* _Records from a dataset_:

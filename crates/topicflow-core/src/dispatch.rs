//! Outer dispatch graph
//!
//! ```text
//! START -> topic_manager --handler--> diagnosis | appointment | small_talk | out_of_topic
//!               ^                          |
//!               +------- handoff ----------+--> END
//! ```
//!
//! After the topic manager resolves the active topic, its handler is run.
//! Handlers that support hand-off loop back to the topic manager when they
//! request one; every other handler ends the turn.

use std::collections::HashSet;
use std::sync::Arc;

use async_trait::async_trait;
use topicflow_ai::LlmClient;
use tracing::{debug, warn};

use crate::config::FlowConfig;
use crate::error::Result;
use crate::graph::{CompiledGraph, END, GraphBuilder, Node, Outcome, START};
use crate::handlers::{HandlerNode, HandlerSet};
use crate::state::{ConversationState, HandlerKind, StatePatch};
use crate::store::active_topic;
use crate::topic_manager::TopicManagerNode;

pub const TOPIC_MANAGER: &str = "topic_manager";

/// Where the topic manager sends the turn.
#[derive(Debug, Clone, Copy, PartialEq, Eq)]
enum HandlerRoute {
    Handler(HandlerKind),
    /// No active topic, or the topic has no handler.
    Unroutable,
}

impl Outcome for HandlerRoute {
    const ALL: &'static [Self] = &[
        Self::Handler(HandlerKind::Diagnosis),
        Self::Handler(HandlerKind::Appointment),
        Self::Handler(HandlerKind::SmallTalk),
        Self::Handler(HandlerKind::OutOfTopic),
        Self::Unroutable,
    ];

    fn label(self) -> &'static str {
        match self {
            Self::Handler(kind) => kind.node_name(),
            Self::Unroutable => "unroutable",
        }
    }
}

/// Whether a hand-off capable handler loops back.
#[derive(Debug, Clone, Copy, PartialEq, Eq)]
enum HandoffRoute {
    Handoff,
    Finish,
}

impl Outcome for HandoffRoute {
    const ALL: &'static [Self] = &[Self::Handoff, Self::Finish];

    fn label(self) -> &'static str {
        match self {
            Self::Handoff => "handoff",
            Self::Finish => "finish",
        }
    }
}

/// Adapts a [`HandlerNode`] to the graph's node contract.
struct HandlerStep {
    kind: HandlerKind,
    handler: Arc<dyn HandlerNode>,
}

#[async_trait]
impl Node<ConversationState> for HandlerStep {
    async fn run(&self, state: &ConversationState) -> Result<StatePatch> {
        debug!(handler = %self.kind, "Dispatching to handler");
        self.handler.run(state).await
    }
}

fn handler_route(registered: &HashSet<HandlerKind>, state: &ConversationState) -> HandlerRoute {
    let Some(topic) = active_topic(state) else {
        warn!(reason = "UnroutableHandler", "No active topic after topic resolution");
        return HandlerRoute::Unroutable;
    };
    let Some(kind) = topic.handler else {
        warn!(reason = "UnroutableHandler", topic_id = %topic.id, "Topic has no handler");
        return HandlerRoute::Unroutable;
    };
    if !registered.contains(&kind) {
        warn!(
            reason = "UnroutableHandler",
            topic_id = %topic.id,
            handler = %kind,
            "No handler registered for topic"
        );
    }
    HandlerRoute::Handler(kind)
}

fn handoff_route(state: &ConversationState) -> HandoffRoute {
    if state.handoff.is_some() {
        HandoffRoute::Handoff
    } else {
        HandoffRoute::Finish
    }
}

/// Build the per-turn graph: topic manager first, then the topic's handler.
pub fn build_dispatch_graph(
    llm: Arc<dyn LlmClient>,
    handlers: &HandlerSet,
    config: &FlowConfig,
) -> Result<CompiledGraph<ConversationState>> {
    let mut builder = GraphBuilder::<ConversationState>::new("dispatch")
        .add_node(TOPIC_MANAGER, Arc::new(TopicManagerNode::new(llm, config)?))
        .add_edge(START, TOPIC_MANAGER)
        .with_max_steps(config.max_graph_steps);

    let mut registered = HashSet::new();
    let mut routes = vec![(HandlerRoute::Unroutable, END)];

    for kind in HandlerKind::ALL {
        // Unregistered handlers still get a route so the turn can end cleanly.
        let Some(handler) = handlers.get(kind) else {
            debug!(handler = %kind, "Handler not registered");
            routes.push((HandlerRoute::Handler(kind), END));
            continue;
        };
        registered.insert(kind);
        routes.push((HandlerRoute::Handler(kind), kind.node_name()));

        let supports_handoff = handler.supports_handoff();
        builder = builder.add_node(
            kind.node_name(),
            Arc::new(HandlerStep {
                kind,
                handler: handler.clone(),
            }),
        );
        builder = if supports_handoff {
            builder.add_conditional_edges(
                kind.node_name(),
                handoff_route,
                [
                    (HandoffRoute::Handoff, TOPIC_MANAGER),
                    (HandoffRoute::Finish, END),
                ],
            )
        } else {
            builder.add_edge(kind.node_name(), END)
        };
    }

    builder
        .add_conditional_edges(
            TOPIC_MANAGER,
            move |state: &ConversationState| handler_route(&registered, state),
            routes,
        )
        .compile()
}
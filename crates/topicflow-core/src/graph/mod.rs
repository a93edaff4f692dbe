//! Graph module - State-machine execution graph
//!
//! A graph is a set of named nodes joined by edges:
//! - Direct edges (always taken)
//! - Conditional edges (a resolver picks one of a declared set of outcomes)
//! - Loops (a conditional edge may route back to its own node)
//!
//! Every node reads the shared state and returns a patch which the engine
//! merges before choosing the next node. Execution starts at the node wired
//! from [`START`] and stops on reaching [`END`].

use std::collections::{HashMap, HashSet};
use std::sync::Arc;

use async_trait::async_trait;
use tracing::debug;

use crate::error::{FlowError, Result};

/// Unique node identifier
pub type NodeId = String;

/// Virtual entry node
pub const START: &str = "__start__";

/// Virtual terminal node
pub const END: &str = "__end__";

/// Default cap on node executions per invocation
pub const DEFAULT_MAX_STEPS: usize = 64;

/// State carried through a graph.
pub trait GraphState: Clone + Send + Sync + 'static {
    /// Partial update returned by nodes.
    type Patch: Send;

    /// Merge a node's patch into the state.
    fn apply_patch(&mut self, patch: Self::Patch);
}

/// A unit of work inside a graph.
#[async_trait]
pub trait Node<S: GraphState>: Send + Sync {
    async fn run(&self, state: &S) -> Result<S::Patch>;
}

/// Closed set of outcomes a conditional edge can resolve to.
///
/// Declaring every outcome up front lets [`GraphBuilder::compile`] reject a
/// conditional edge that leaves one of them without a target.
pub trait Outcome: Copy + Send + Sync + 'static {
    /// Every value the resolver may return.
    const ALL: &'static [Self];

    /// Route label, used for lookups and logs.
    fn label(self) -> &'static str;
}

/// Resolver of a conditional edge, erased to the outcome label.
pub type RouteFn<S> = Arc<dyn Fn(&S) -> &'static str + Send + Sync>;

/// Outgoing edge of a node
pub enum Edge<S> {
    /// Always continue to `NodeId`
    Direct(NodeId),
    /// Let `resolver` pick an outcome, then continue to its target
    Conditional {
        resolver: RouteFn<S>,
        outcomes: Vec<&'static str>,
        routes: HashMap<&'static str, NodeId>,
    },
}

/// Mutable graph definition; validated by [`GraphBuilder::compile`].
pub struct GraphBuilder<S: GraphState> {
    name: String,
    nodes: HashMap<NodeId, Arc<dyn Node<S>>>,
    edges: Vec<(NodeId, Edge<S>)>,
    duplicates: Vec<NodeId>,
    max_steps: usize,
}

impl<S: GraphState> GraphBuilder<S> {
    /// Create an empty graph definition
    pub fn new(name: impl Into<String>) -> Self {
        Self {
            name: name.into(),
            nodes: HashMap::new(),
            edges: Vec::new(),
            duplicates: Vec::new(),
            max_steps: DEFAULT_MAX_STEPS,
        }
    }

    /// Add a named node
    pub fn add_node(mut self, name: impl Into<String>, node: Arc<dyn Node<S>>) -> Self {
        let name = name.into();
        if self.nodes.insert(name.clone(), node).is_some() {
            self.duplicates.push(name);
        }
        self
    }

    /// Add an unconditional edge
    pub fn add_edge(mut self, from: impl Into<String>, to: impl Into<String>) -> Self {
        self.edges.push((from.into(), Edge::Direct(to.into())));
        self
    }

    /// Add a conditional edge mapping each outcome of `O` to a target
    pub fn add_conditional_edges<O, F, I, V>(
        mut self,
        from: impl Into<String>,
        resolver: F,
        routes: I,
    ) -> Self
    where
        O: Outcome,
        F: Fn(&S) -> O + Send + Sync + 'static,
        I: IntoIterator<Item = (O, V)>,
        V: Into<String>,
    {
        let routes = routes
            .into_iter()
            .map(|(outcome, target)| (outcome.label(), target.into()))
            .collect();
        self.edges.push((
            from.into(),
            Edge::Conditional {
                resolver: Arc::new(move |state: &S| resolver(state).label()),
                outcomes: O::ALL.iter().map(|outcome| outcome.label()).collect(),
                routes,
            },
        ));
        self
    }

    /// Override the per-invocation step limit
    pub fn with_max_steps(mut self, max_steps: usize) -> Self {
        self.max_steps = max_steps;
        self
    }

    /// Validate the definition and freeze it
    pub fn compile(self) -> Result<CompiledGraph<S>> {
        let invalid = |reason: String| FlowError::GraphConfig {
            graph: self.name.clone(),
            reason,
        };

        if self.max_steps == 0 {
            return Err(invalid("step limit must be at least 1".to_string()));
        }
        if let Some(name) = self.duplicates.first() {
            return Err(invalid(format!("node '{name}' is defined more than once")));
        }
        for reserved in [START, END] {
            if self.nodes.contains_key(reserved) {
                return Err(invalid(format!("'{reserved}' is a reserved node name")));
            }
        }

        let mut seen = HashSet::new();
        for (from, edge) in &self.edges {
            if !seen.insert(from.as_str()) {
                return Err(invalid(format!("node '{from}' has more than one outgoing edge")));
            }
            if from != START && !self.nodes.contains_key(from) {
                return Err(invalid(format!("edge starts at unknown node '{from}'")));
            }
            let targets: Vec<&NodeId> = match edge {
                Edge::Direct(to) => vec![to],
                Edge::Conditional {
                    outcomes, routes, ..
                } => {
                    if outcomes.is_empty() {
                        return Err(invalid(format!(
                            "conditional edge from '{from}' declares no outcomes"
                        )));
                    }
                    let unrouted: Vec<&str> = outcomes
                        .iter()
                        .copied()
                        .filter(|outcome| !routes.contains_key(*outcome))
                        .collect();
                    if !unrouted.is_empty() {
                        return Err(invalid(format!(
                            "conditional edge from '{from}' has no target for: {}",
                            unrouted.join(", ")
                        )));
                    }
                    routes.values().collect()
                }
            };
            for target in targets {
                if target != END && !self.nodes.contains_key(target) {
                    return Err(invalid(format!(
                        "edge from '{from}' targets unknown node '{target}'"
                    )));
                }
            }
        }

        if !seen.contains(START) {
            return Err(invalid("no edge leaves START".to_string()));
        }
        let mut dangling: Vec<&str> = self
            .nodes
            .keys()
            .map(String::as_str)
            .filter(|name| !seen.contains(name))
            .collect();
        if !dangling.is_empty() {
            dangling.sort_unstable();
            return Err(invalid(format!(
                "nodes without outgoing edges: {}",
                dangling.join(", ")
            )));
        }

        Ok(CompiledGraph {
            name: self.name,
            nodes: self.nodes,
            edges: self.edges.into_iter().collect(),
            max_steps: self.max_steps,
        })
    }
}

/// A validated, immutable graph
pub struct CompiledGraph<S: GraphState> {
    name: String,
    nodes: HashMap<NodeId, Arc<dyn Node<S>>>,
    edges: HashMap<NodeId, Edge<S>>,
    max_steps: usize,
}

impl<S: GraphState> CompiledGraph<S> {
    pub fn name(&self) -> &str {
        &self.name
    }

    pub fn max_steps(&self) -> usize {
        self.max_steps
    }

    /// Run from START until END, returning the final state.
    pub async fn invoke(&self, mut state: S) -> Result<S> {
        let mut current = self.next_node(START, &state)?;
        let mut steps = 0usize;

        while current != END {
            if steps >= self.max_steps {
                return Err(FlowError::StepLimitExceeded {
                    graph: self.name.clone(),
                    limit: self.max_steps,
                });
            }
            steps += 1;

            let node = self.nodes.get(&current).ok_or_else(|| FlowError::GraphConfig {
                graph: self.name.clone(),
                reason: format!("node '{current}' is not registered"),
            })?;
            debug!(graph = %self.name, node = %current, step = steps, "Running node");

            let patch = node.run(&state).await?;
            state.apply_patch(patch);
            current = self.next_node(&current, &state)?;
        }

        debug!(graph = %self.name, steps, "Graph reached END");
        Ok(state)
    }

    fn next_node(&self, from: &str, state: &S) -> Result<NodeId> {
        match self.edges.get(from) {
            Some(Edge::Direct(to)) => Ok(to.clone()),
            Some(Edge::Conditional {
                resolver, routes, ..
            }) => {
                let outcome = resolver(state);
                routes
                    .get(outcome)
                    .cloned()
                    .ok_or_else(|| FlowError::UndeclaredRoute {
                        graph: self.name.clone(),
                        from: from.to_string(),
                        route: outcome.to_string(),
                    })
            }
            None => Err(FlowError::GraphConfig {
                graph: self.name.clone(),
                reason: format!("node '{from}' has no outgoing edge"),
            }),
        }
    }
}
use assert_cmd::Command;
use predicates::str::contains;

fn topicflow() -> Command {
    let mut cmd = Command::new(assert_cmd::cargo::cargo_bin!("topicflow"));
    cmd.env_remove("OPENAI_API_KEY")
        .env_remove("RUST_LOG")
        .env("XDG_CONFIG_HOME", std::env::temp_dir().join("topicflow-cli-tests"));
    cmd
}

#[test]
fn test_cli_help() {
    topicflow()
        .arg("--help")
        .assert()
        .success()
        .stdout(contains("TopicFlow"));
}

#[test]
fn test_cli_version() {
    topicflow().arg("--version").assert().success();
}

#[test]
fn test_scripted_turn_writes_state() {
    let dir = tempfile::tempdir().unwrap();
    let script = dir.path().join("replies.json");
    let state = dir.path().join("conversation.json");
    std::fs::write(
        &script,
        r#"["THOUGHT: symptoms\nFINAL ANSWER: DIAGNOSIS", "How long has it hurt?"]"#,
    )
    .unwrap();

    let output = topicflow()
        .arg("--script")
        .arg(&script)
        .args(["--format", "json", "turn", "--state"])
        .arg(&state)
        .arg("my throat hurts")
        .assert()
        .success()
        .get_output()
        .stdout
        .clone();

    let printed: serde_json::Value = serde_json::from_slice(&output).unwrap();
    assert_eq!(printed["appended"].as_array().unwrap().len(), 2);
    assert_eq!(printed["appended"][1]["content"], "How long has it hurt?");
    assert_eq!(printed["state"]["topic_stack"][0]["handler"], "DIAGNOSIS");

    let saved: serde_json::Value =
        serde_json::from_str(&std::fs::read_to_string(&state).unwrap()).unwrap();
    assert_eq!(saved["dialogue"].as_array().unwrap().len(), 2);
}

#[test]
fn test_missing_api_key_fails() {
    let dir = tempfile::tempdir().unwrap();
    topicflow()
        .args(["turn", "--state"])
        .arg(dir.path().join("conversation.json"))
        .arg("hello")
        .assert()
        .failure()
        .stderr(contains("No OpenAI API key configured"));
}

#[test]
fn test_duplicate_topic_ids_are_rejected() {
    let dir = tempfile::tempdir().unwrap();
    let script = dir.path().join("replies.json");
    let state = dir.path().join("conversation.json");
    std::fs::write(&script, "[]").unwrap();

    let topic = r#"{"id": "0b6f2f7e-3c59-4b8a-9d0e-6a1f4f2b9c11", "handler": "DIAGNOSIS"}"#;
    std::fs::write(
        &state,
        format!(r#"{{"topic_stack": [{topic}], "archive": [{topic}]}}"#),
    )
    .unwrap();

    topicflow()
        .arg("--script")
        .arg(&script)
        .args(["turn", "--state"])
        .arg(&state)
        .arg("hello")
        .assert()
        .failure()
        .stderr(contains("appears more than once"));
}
--
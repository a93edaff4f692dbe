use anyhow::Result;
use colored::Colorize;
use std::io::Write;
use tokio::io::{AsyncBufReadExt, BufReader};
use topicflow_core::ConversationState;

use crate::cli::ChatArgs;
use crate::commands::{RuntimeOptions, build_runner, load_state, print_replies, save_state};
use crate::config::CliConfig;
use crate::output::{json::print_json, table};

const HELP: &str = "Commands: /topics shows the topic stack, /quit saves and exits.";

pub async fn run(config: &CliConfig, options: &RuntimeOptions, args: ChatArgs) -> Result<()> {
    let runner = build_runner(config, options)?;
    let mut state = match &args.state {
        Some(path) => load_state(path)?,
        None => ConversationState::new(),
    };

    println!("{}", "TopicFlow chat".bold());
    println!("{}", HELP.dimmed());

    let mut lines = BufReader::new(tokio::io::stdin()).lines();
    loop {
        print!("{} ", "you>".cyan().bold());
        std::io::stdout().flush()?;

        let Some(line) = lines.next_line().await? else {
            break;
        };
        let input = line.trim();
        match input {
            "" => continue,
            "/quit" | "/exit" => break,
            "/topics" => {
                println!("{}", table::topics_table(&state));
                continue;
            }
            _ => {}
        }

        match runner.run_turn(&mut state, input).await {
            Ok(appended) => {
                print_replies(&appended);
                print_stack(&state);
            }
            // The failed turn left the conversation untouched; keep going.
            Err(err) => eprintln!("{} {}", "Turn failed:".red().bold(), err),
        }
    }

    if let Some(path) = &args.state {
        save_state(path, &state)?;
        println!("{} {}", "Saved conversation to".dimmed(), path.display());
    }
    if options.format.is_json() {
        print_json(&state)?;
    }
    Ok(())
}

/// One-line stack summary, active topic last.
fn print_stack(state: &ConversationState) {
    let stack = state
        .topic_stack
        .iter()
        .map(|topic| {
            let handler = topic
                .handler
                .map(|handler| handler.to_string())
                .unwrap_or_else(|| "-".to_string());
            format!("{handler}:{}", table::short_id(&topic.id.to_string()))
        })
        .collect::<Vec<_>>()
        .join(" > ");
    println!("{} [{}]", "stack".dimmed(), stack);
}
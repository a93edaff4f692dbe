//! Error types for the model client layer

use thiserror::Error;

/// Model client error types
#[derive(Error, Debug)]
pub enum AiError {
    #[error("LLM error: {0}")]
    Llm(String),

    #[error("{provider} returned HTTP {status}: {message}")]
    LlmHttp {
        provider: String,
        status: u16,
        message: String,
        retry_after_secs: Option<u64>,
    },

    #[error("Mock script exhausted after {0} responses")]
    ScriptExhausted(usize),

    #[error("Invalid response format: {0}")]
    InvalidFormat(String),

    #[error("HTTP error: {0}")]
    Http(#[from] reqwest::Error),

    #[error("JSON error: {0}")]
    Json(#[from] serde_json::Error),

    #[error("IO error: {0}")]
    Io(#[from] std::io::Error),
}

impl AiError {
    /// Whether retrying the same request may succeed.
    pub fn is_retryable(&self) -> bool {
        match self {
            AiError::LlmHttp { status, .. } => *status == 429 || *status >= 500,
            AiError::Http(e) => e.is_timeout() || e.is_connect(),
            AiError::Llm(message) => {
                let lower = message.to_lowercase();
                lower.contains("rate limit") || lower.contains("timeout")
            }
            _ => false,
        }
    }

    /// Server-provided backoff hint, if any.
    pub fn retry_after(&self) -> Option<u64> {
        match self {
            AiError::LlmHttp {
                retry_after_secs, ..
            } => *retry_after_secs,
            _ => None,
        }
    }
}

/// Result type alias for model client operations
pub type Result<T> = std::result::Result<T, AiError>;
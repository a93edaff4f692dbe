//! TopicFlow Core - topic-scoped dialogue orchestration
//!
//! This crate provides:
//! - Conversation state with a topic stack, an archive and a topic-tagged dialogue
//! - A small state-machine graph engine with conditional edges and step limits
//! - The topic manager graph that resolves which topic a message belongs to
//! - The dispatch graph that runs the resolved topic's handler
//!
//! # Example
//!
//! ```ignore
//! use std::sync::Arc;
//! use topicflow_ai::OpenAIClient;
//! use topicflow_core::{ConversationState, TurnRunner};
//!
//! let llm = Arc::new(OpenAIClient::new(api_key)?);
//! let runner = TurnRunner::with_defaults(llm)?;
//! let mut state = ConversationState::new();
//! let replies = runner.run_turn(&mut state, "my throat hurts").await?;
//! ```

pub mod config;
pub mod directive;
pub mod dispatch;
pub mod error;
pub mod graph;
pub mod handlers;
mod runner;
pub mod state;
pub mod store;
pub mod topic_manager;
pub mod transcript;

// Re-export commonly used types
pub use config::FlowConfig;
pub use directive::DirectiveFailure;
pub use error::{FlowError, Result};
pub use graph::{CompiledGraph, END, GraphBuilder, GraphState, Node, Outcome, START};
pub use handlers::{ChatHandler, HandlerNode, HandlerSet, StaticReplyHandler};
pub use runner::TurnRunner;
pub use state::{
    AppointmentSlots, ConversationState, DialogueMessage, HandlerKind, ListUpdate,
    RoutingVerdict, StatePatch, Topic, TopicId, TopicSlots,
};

* _Exercise_: Among the entries, how many lines hold the word "const"? Please answer with only that number.

* _Task solution_: 8